Unternehmen der öffentlichen Daseinsvorsorge –
eine unverzichtbare Grundlage des Gemeinwesens
Die wesentlichen Beteiligungen
des Landes Berlin im Überblick
Nach der vorherrschenden ökonomischen Lehrmeinung der letzten zwanzig Jahre scheint es kaum einen Bereich der Wirtschaft zu geben, der nicht von privaten Unternehmen besser zu organisieren sei als von staatlichen Einrichtungen – sei es die Energie- und Wasserversorgung, die Telekommunikation, das Gesundheitswesen, die Wohnungswirtschaft, der öffentliche Nah- und Fernverkehr oder die Abfallentsorgung.
In großem Umfang hat es in den vergangenen Jahren Veräußerungen ehemals öffentlicher Unternehmen gegeben. Auf Bundesebene wurden beispielsweise Telekom und Post privatisiert, die Bahn in eine Aktiengesellschaft umgewandelt, um die Privatisierung vorzubereiten. In Berlin wurden BEWAG und GASAG verkauft, die Wasserbetriebe teilprivatisiert und die Wohnungsbaugesellschaften GEHAG und GSW befinden sich nunmehr ebenfalls in privater Hand.
Die Landeshaushaltsordnung (LHO) legt in §65 ausdrücklich fest, dass jede Beteiligung des Landes Berlin an einem Unternehmen einer speziellen Rechtfertigung dahingehend bedarf, dass der zu erreichende Zweck nicht anders als durch Landesbeteiligung zu gewährleisten ist. Jedoch besteht bei dieser Abwägung stets die Gefahr einer zu kurzfristigen Betrachtung des staatlichen Engagements und seiner privatwirtschaftlichen Alternativen.
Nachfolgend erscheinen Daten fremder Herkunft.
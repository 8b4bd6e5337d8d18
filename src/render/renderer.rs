use ratatui::{
    Frame,
    layout::{Alignment, Constraint, Direction, Layout, Rect},
    style::{Color, Modifier, Style},
    text::{Line, Span},
    widgets::{Block, BorderType, Borders, Paragraph},
};

use crate::game::{GameState, Position};

pub struct Renderer;

impl Renderer {
    pub fn new() -> Self {
        Self
    }

    pub fn render(&self, frame: &mut Frame, state: &GameState) {
        let chunks = Layout::default()
            .direction(Direction::Vertical)
            .constraints([
                Constraint::Length(3), // Header
                Constraint::Min(0),    // Game area
                Constraint::Length(3), // Footer
            ])
            .split(frame.area());

        // Render header with the scores
        let stats = self.render_stats(chunks[0], state);
        frame.render_widget(stats, chunks[0]);

        // Center the game grid horizontally
        let game_area = Layout::default()
            .direction(Direction::Horizontal)
            .constraints([
                Constraint::Percentage(10),
                Constraint::Percentage(80),
                Constraint::Percentage(10),
            ])
            .split(chunks[1])[1];

        let grid = self.render_grid(game_area, state);
        frame.render_widget(grid, game_area);

        // Render footer with controls
        let controls = self.render_controls(chunks[2]);
        frame.render_widget(controls, chunks[2]);
    }

    /// Full redraw of the bounded grid, row-major from the top-left: one
    /// styled cell per position.
    fn render_grid(&self, _area: Rect, state: &GameState) -> Paragraph<'_> {
        let mut lines = Vec::new();

        for y in 0..state.grid_height {
            let mut spans = Vec::new();

            for x in 0..state.grid_width {
                let pos = Position::new(x as i32, y as i32);

                let cell = if pos == state.snake.head() {
                    // Snake head - distinct color
                    Span::styled(
                        "# ",
                        Style::default()
                            .fg(Color::Cyan)
                            .add_modifier(Modifier::BOLD),
                    )
                } else if state.snake.occupies(pos) {
                    // Snake body
                    Span::styled("# ", Style::default().fg(Color::Green))
                } else if state.targets.contains(&pos) {
                    // Snack
                    Span::styled(
                        "O ",
                        Style::default().fg(Color::Red).add_modifier(Modifier::BOLD),
                    )
                } else {
                    // Empty cell
                    Span::styled(". ", Style::default().fg(Color::DarkGray))
                };

                spans.push(cell);
            }

            lines.push(Line::from(spans));
        }

        Paragraph::new(lines)
            .block(
                Block::default()
                    .borders(Borders::ALL)
                    .border_type(BorderType::Double)
                    .border_style(Style::default().fg(Color::White))
                    .title(" Snake "),
            )
            .alignment(Alignment::Center)
    }

    fn render_stats(&self, _area: Rect, state: &GameState) -> Paragraph<'_> {
        let text = vec![Line::from(vec![
            Span::styled("Captured: ", Style::default().fg(Color::Yellow)),
            Span::styled(
                state.captured.to_string(),
                Style::default()
                    .fg(Color::White)
                    .add_modifier(Modifier::BOLD),
            ),
            Span::raw("    "),
            Span::styled("Top score: ", Style::default().fg(Color::Yellow)),
            Span::styled(
                state.top_score.to_string(),
                Style::default().fg(Color::White),
            ),
        ])];

        Paragraph::new(text).alignment(Alignment::Center)
    }

    fn render_controls(&self, _area: Rect) -> Paragraph<'_> {
        let text = vec![Line::from(vec![
            Span::styled("↑↓←→", Style::default().fg(Color::Cyan)),
            Span::raw(" or "),
            Span::styled("WASD", Style::default().fg(Color::Cyan)),
            Span::raw(" to move | "),
            Span::styled("Q", Style::default().fg(Color::Red)),
            Span::raw(" to quit"),
        ])];

        Paragraph::new(text).alignment(Alignment::Center)
    }
}

impl Default for Renderer {
    fn default() -> Self {
        Self::new()
    }
}
//! TUI rendering

pub mod renderer;

pub use renderer::Renderer;
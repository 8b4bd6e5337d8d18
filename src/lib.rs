//! Terminal snake game
//!
//! This library provides:
//! - Core game logic with no I/O dependencies (game module)
//! - Keyboard input mapping (input module)
//! - TUI rendering (render module)
//! - Persistent top-score storage (score module)
//! - The synchronous tick loop tying them together (app module)

pub mod app;
pub mod game;
pub mod input;
pub mod render;
pub mod score;
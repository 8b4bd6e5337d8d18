//! Top-score persistence
//!
//! A single text file holding the best captured count as a decimal integer.
//! Reads fall back to 0 on any failure; writes are best-effort and never
//! interrupt the game.

use std::fs;
use std::path::{Path, PathBuf};

pub struct ScoreStore {
    path: PathBuf,
}

impl ScoreStore {
    pub fn new(path: impl Into<PathBuf>) -> Self {
        Self { path: path.into() }
    }

    pub fn path(&self) -> &Path {
        &self.path
    }

    /// Read the stored top score. A missing or unparsable file yields 0.
    pub fn load(&self) -> u32 {
        fs::read_to_string(&self.path)
            .ok()
            .and_then(|s| s.trim().parse().ok())
            .unwrap_or(0)
    }

    /// Persist `captured` if it beats the stored top score, returning the
    /// resulting top score either way. Write failures are ignored; a stale
    /// file never changes the game outcome.
    pub fn record(&self, captured: u32) -> u32 {
        let top = self.load();
        if captured > top {
            let _ = fs::write(&self.path, captured.to_string());
            captured
        } else {
            top
        }
    }
}
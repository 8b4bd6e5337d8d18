use anyhow::Result;
use clap::Parser;
use std::path::PathBuf;
use term_snake::app::App;
use term_snake::game::GameConfig;
use term_snake::score::ScoreStore;

#[derive(Parser)]
#[command(name = "term-snake")]
#[command(version, about = "Terminal snake game with a persistent top score")]
struct Cli {
    /// Grid width
    #[arg(long, default_value = "20")]
    width: usize,

    /// Grid height
    #[arg(long, default_value = "10")]
    height: usize,

    /// Number of snacks on the board at once (1 being hardest)
    #[arg(long, default_value = "5")]
    snacks: usize,

    /// Milliseconds between simulation ticks
    #[arg(long, default_value = "200")]
    tick_ms: u64,

    /// Where the top score is persisted
    #[arg(long, default_value = "top_score.txt")]
    score_file: PathBuf,
}

fn main() -> Result<()> {
    let cli = Cli::parse();

    let config = GameConfig {
        grid_width: cli.width,
        grid_height: cli.height,
        target_count: cli.snacks,
        tick_interval_ms: cli.tick_ms,
        score_file: cli.score_file,
        ..GameConfig::default()
    };

    let store = ScoreStore::new(config.score_file.clone());
    let top_score = store.load();

    let mut app = App::new(config, top_score);
    let summary = app.run()?;

    if summary.quit {
        println!("Exiting game");
    } else {
        println!("Game over!");
    }
    println!("Snacks captured: {}", summary.captured);
    println!("Top score: {}", summary.top_score);

    store.record(summary.captured);

    Ok(())
}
Der Staat ist die einzige Institution, die sich nicht, wenn es schwierig wird, in den Konkurs verabschieden kann wie ein Privatunternehmen. Es ist der Staat, das organisierte Gemeinwesen, also wir alle, die am Ende die Kosten tragen, wenn etwa der Betreiber einer Mülldeponie in Konkurs gegangen ist und ein verseuchtes Gelände zurückbleibt.
Und auch bei der vieldiskutierten "Public Private Partnership" ist es nicht viel anders. In Berlin beispielsweise wurde das Olympiastadion nach einem solchen Modell mit der Firma Walter Bau gemeinsam saniert. Wer hätte gedacht, dass die große Walter Bau AG je in Konkurs gehen könnte! Genau dieser Fall ist jedoch eingetreten; von der "Public Private Partnership" ist nur der Staat übrig geblieben, der nun selbstverständlich auch die Kosten alleine zu tragen hat.
Es ist für mich ein zentrales politisches Anliegen, den Staat handlungsfähig zu halten – und zwar nicht nur durch Haushaltskonsolidierung, sondern vor allem auch durch starke Unternehmen der öffentlichen Daseinsvorsorge. Daher arbeite ich im Unterausschuss Beteiligungsmanagement und –controlling mit, der sich seit 2004 den Unternehmen des Landes Berlin widmet.